SOURCE RECORDS: Begin
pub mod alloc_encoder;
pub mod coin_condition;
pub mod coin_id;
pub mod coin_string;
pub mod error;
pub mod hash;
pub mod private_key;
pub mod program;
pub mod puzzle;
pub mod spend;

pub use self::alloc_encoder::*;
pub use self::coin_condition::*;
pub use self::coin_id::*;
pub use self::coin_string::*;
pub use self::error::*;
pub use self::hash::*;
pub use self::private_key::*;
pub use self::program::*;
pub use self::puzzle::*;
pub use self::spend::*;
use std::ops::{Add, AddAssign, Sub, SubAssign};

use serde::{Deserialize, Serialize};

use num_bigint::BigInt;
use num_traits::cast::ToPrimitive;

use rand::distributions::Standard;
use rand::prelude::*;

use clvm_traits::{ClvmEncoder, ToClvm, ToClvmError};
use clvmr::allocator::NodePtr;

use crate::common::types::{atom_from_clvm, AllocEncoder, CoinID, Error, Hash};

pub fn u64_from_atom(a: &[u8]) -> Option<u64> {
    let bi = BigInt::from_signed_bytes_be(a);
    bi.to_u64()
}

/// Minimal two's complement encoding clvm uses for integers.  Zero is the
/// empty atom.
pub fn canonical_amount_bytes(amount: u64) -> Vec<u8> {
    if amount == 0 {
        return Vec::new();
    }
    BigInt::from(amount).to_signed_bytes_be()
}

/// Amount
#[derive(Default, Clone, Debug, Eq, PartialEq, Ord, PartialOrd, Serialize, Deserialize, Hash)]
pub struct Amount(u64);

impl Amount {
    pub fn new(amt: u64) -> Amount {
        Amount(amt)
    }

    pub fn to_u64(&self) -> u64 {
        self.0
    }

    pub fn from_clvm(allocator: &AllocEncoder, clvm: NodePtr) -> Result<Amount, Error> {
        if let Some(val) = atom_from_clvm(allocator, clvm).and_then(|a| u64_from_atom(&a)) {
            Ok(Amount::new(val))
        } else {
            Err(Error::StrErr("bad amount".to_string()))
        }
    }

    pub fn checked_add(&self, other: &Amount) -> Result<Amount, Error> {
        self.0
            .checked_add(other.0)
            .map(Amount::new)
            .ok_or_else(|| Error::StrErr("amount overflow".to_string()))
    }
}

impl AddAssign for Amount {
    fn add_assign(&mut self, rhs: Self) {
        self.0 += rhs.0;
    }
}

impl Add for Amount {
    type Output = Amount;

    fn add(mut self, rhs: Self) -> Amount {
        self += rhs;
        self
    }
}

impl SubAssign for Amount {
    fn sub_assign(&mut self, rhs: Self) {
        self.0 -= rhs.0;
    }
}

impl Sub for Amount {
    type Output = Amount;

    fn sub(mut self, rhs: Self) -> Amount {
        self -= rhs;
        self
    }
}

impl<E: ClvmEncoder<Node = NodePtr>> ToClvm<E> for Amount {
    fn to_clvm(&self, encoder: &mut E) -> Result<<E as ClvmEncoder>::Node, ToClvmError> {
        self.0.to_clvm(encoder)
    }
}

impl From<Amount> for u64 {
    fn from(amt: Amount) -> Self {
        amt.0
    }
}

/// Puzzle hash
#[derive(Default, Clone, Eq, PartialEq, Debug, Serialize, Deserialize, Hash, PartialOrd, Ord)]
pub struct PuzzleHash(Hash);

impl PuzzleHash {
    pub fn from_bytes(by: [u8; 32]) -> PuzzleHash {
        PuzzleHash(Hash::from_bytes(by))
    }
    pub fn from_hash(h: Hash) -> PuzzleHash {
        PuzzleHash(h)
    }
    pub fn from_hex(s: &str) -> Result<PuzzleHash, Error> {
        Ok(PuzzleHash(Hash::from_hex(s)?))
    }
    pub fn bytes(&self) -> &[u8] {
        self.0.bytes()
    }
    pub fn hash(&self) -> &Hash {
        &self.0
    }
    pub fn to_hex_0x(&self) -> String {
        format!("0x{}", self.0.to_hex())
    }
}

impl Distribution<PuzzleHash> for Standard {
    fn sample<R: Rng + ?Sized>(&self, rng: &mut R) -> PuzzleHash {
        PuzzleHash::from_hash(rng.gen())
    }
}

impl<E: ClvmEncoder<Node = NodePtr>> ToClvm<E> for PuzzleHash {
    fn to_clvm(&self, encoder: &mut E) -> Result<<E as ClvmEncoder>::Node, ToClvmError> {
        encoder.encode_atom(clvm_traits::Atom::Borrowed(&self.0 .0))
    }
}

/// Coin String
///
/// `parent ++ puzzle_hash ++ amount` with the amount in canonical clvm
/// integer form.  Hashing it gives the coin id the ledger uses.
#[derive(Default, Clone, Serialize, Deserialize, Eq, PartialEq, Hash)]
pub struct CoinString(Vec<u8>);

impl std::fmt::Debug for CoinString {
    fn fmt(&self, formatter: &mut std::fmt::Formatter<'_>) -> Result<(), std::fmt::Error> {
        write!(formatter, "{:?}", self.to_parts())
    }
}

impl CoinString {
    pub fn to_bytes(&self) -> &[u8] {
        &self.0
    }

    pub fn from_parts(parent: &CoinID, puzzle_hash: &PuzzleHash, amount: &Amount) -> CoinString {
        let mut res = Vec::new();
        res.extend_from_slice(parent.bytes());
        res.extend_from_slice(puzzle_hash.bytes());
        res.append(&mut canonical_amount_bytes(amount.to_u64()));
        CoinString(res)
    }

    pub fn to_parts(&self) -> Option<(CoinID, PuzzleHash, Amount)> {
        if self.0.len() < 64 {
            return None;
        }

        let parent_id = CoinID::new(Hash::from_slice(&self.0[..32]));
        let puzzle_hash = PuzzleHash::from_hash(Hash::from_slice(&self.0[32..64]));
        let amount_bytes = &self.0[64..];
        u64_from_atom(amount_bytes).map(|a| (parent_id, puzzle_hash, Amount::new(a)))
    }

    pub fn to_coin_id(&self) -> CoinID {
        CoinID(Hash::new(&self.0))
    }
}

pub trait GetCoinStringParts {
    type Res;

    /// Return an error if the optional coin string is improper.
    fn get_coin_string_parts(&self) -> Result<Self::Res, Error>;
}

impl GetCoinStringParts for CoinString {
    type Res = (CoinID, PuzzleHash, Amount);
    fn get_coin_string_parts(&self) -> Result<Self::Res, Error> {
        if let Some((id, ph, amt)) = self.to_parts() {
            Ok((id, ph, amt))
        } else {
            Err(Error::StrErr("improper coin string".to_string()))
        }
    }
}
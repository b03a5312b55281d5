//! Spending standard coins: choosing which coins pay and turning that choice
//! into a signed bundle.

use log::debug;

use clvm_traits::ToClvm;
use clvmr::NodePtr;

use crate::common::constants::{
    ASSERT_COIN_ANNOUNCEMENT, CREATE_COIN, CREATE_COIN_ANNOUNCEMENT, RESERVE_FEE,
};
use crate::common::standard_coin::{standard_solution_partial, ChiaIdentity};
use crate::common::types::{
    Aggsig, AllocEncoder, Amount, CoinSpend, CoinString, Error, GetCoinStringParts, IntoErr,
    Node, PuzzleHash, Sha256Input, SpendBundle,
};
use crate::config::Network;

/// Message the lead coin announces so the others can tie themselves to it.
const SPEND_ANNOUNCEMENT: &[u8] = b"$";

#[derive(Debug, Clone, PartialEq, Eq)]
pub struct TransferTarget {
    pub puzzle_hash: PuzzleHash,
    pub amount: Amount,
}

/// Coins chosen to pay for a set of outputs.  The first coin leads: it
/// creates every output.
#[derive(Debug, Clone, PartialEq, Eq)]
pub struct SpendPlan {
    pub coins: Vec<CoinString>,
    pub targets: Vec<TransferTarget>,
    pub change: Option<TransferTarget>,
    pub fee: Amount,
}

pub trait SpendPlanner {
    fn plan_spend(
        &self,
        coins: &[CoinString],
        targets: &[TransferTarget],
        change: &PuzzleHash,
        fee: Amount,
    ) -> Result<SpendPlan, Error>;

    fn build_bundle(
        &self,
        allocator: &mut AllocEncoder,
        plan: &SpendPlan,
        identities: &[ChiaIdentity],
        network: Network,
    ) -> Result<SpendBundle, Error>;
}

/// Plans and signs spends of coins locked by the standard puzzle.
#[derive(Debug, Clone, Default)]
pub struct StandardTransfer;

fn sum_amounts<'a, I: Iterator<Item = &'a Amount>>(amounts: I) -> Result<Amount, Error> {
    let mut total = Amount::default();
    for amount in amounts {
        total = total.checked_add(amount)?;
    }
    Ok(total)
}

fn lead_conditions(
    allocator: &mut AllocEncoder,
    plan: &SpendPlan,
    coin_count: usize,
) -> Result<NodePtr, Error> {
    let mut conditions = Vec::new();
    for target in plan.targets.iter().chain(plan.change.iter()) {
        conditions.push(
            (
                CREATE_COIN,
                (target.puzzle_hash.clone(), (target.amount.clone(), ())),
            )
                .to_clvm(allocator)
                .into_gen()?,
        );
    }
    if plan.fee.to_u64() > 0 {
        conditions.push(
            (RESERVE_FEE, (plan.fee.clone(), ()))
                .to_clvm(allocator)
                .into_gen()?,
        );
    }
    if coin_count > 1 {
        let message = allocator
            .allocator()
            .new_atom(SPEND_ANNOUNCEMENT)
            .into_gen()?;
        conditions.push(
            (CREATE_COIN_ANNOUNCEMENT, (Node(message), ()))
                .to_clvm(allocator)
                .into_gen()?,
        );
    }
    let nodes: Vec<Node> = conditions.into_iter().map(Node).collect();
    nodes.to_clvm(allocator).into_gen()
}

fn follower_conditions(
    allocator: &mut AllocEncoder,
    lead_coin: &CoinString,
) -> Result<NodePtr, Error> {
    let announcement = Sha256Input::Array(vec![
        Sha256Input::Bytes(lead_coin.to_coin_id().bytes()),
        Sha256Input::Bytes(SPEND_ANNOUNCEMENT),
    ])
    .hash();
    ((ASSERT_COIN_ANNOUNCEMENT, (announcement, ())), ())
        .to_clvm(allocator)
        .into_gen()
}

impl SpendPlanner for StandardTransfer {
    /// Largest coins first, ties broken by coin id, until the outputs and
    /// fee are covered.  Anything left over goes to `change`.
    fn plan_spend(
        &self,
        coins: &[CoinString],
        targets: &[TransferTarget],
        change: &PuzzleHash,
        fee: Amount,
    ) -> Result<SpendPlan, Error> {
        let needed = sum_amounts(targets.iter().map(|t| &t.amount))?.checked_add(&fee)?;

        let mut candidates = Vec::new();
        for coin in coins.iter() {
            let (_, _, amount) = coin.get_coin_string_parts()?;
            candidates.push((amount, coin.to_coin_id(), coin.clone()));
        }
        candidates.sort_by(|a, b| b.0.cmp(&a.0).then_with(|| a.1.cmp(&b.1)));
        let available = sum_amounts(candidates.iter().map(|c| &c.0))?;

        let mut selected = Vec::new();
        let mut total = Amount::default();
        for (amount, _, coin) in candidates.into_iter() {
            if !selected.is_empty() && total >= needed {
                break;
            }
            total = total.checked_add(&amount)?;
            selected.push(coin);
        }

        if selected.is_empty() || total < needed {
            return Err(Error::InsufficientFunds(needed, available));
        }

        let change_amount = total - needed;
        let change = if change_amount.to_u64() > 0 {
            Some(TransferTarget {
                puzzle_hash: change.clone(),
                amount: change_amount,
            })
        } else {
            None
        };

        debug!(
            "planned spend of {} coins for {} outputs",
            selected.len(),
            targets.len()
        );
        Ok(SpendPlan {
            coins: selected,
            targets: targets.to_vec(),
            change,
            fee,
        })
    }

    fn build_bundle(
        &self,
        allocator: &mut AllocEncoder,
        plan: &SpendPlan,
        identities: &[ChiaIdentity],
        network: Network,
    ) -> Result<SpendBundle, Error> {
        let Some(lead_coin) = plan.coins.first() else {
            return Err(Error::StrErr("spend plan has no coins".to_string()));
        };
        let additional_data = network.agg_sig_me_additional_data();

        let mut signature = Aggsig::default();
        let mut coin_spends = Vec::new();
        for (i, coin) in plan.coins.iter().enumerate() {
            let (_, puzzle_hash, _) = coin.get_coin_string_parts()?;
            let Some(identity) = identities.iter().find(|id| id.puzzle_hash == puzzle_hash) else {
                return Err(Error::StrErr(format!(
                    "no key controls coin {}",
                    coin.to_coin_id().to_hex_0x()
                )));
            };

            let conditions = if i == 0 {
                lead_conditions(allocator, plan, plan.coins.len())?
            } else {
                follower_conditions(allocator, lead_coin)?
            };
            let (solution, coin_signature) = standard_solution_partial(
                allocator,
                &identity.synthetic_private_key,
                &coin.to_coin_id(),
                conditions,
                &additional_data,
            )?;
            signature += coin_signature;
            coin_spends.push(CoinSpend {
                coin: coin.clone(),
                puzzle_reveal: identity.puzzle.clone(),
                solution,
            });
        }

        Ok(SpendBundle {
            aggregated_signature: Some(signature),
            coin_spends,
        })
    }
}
SOURCE RECORDS: End
→ REQUIRED ACTION
Gather up every line in the data above that contains the word "GetCoinStringParts", copying each one.

→ ANSWER SECTION
pub trait GetCoinStringParts {
impl GetCoinStringParts for CoinString {
    Aggsig, AllocEncoder, Amount, CoinSpend, CoinString, Error, GetCoinStringParts, IntoErr,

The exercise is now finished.